L’Iran et les Etats-Unis s’enfoncent de nouveau dans l’impasse de la guerre
Chaque camp s’enferme dans une surenchère sans issue : Téhéran ne pourra pas surmonter durablement le blocage de ses ports, et Donald Trump prend le risque de mécontenter davantage l’opinion publique à quatre mois des élections de mi-mandat. Une escalade qui fragilise encore l’économie mondiale.
Après quelques semaines d’accalmie, la guerre est de retour entre les Etats-Unis et l’Iran, au point de remettre en cause un accord paraphé il y a moins d’un mois.
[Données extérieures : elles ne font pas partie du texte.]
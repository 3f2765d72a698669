//! # Control Component Hub
//!
//! Keeps the set of UI control components (play button, seek bar, gesture
//! layer, ...) attached to a player and broadcasts player changes to them.
//!
//! ## Registration
//!
//! The hub holds components weakly, in insertion order, keyed by pointer
//! identity. Adding the same component twice is a no-op. A component that
//! was dropped by its owner is pruned the next time the hub walks the list.
//!
//! On [`ComponentHub::add`] a component receives a [`PlayerHandle`] followed
//! by a snapshot of the current visibility, play state, screen mode and lock
//! state, so late joiners look the same as early ones.
//!
//! ## Isolation
//!
//! Every callback runs under `catch_unwind`. A panicking component is logged
//! and counted in the [`DispatchReport`]; the remaining components are still
//! notified.
//!
//! ## Visibility rules
//!
//! Components are told they are visible only if controls are shown, the
//! controller is bound (not in tiny-screen) and the player is not locked.
//! The hub tracks what it last told components and only re-notifies when
//! that effective value changes.

use std::fmt;
use std::panic::{catch_unwind, AssertUnwindSafe};
use std::rc::{Rc, Weak};
use tracing::{debug, error, trace};

use crate::display::ScreenMode;
use crate::mailbox::PlayerHandle;
use crate::state::PlayState;

/// Touch input forwarded from the player's gesture surface.
#[derive(Debug, Clone, Copy, PartialEq)]
pub enum Gesture {
    SingleTap,
    DoubleTap,
    LongPress,
    /// Horizontal drag, as a fraction of the view width (negative is left).
    HorizontalDrag(f32),
    /// Vertical drag, as a fraction of the view height (negative is up).
    VerticalDrag(f32),
    /// The current drag or long press ended.
    Released,
}

/// A UI element that observes a player.
///
/// All methods have empty defaults; implement the ones you care about.
/// Callbacks run on the control thread and must not block. Use the
/// [`PlayerHandle`] from [`on_attached`](Self::on_attached) to talk back.
pub trait ControlComponent {
    fn on_attached(&self, _handle: &PlayerHandle) {}

    fn on_visibility_changed(&self, _visible: bool) {}

    fn on_play_state_changed(&self, _state: PlayState) {}

    fn on_screen_mode_changed(&self, _mode: ScreenMode) {}

    fn on_progress_changed(&self, _duration_ms: u64, _position_ms: u64) {}

    fn on_lock_state_changed(&self, _locked: bool) {}

    /// Returns `true` if the gesture was consumed.
    fn on_gesture(&self, _gesture: &Gesture) -> bool {
        false
    }

    /// Dissociated components are removed when the player returns to idle.
    fn is_dissociated(&self) -> bool {
        false
    }
}

/// A notification for every component.
#[derive(Debug, Clone, Copy, PartialEq)]
pub enum ComponentEvent {
    Visibility(bool),
    PlayState(PlayState),
    ScreenMode(ScreenMode),
    Progress { duration_ms: u64, position_ms: u64 },
    Lock(bool),
}

impl ComponentEvent {
    fn deliver(&self, component: &dyn ControlComponent) {
        match *self {
            ComponentEvent::Visibility(visible) => component.on_visibility_changed(visible),
            ComponentEvent::PlayState(state) => component.on_play_state_changed(state),
            ComponentEvent::ScreenMode(mode) => component.on_screen_mode_changed(mode),
            ComponentEvent::Progress {
                duration_ms,
                position_ms,
            } => component.on_progress_changed(duration_ms, position_ms),
            ComponentEvent::Lock(locked) => component.on_lock_state_changed(locked),
        }
    }
}

/// Outcome of one broadcast.
#[derive(Debug, Clone, Copy, Default, PartialEq, Eq)]
pub struct DispatchReport {
    pub delivered: usize,
    pub failed: usize,
    pub pruned: usize,
}

impl DispatchReport {
    fn merge(&mut self, other: DispatchReport) {
        self.delivered += other.delivered;
        self.failed += other.failed;
        self.pruned += other.pruned;
    }
}

/// Player state as last broadcast.
#[derive(Debug, Clone, Copy, PartialEq, Eq)]
pub struct Snapshot {
    pub controls_shown: bool,
    pub play_state: PlayState,
    pub screen_mode: ScreenMode,
    pub locked: bool,
    pub controller_bound: bool,
}

impl Default for Snapshot {
    fn default() -> Self {
        Self {
            controls_shown: false,
            play_state: PlayState::Idle,
            screen_mode: ScreenMode::Normal,
            locked: false,
            controller_bound: true,
        }
    }
}

impl Snapshot {
    /// Visibility components should currently report.
    pub fn effective_visibility(&self) -> bool {
        self.controls_shown && self.controller_bound && !self.locked
    }
}

pub struct ComponentHub {
    components: Vec<Weak<dyn ControlComponent>>,
    handle: PlayerHandle,
    snapshot: Snapshot,
    announced_visibility: bool,
}

impl fmt::Debug for ComponentHub {
    fn fmt(&self, f: &mut fmt::Formatter<'_>) -> fmt::Result {
        f.debug_struct("ComponentHub")
            .field("components", &self.components.len())
            .field("snapshot", &self.snapshot)
            .finish()
    }
}

impl ComponentHub {
    pub fn new(handle: PlayerHandle) -> Self {
        Self {
            components: Vec::new(),
            handle,
            snapshot: Snapshot::default(),
            announced_visibility: false,
        }
    }

    pub fn snapshot(&self) -> Snapshot {
        self.snapshot
    }

    /// Live components.
    pub fn len(&self) -> usize {
        self.components
            .iter()
            .filter(|c| c.strong_count() > 0)
            .count()
    }

    pub fn is_empty(&self) -> bool {
        self.len() == 0
    }

    pub fn contains(&self, component: &Rc<dyn ControlComponent>) -> bool {
        let probe = Rc::downgrade(component);
        self.components.iter().any(|c| Weak::ptr_eq(c, &probe))
    }

    /// Register a component and bring it up to date.
    ///
    /// Returns `false` if it was already registered.
    pub fn add(&mut self, component: &Rc<dyn ControlComponent>) -> bool {
        if self.contains(component) {
            trace!("Component already attached");
            return false;
        }

        self.components.push(Rc::downgrade(component));
        debug!(components = self.components.len(), "Component attached");

        let snapshot = [
            ComponentEvent::Visibility(self.announced_visibility),
            ComponentEvent::PlayState(self.snapshot.play_state),
            ComponentEvent::ScreenMode(self.snapshot.screen_mode),
            ComponentEvent::Lock(self.snapshot.locked),
        ];
        let handle = &self.handle;
        guarded("on_attached", || component.on_attached(handle));
        for event in snapshot {
            guarded("snapshot", || event.deliver(&**component));
        }
        true
    }

    /// Unregister a component. Returns `false` if it was not registered.
    pub fn remove(&mut self, component: &Rc<dyn ControlComponent>) -> bool {
        let probe = Rc::downgrade(component);
        let before = self.components.len();
        self.components.retain(|c| !Weak::ptr_eq(c, &probe));
        before != self.components.len()
    }

    pub fn clear(&mut self) {
        self.components.clear();
    }

    /// Deliver `event` to every live component in insertion order, as is.
    ///
    /// Prefer [`publish`](Self::publish), which also applies the visibility
    /// rules and keeps the snapshot current.
    pub fn notify_all(&mut self, event: ComponentEvent) -> DispatchReport {
        let mut report = DispatchReport::default();

        self.components.retain(|weak| match weak.upgrade() {
            Some(component) => {
                if guarded("notify", || event.deliver(&*component)) {
                    report.delivered += 1;
                } else {
                    report.failed += 1;
                }
                true
            }
            None => {
                report.pruned += 1;
                false
            }
        });

        if report.failed > 0 {
            error!(?event, failed = report.failed, "Component notification failed");
        }
        report
    }

    /// Record a player change and broadcast what components need to see.
    pub fn publish(&mut self, event: ComponentEvent) -> DispatchReport {
        let mut report = DispatchReport::default();

        match event {
            ComponentEvent::Visibility(shown) => {
                self.snapshot.controls_shown = shown;
            }
            ComponentEvent::Lock(locked) => {
                if self.snapshot.locked == locked {
                    return report;
                }
                self.snapshot.locked = locked;
                report.merge(self.notify_all(event));
            }
            ComponentEvent::PlayState(state) => {
                self.snapshot.play_state = state;
                report.merge(self.notify_all(event));
            }
            ComponentEvent::ScreenMode(mode) => {
                self.snapshot.screen_mode = mode;
                report.merge(self.notify_all(event));
            }
            ComponentEvent::Progress { .. } => {
                report.merge(self.notify_all(event));
            }
        }

        report.merge(self.sync_visibility());
        report
    }

    /// Bind or unbind the controller. Unbound components are hidden and do
    /// not receive gestures.
    pub fn set_controller_bound(&mut self, bound: bool) -> DispatchReport {
        self.snapshot.controller_bound = bound;
        self.sync_visibility()
    }

    /// Offer a gesture to components in order until one consumes it.
    ///
    /// Gestures are dropped while the controller is unbound or locked.
    pub fn dispatch_gesture(&mut self, gesture: Gesture) -> bool {
        if !self.snapshot.controller_bound || self.snapshot.locked {
            trace!(?gesture, "Gesture dropped");
            return false;
        }

        self.components.retain(|c| c.strong_count() > 0);
        for weak in &self.components {
            let Some(component) = weak.upgrade() else {
                continue;
            };
            let mut consumed = false;
            guarded("on_gesture", || consumed = component.on_gesture(&gesture));
            if consumed {
                return true;
            }
        }
        false
    }

    /// Drop components that asked to be removed on idle. Returns how many.
    pub fn remove_dissociated(&mut self) -> usize {
        let before = self.components.len();
        self.components.retain(|weak| match weak.upgrade() {
            Some(component) => {
                let mut dissociated = false;
                guarded("is_dissociated", || dissociated = component.is_dissociated());
                !dissociated
            }
            None => false,
        });
        let removed = before - self.components.len();
        if removed > 0 {
            debug!(removed, "Removed dissociated components");
        }
        removed
    }

    fn sync_visibility(&mut self) -> DispatchReport {
        let visible = self.snapshot.effective_visibility();
        if visible == self.announced_visibility {
            return DispatchReport::default();
        }
        self.announced_visibility = visible;
        self.notify_all(ComponentEvent::Visibility(visible))
    }
}

/// Run one component callback, containing any panic. Returns `false` if it
/// panicked.
fn guarded(callback: &'static str, f: impl FnOnce()) -> bool {
    match catch_unwind(AssertUnwindSafe(f)) {
        Ok(()) => true,
        Err(payload) => {
            let message = payload
                .downcast_ref::<&str>()
                .map(|s| s.to_string())
                .or_else(|| payload.downcast_ref::<String>().cloned())
                .unwrap_or_else(|| "unknown panic".to_string());
            error!(callback, %message, "Control component panicked");
            false
        }
    }
}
Ce dernier visait à prendre le relais d’un cessez-le-feu annoncé en avril et avait pour objectif principal la réouverture du détroit d’Ormuz. Dès le début de l’attaque conduite par Israël et les Etats-Unis, et qui visait un changement de régime à Téhéran, l’Iran en avait fait une arme de dissuasion massive en bloquant cette artère stratégique pour les exportations d’hydrocarbures.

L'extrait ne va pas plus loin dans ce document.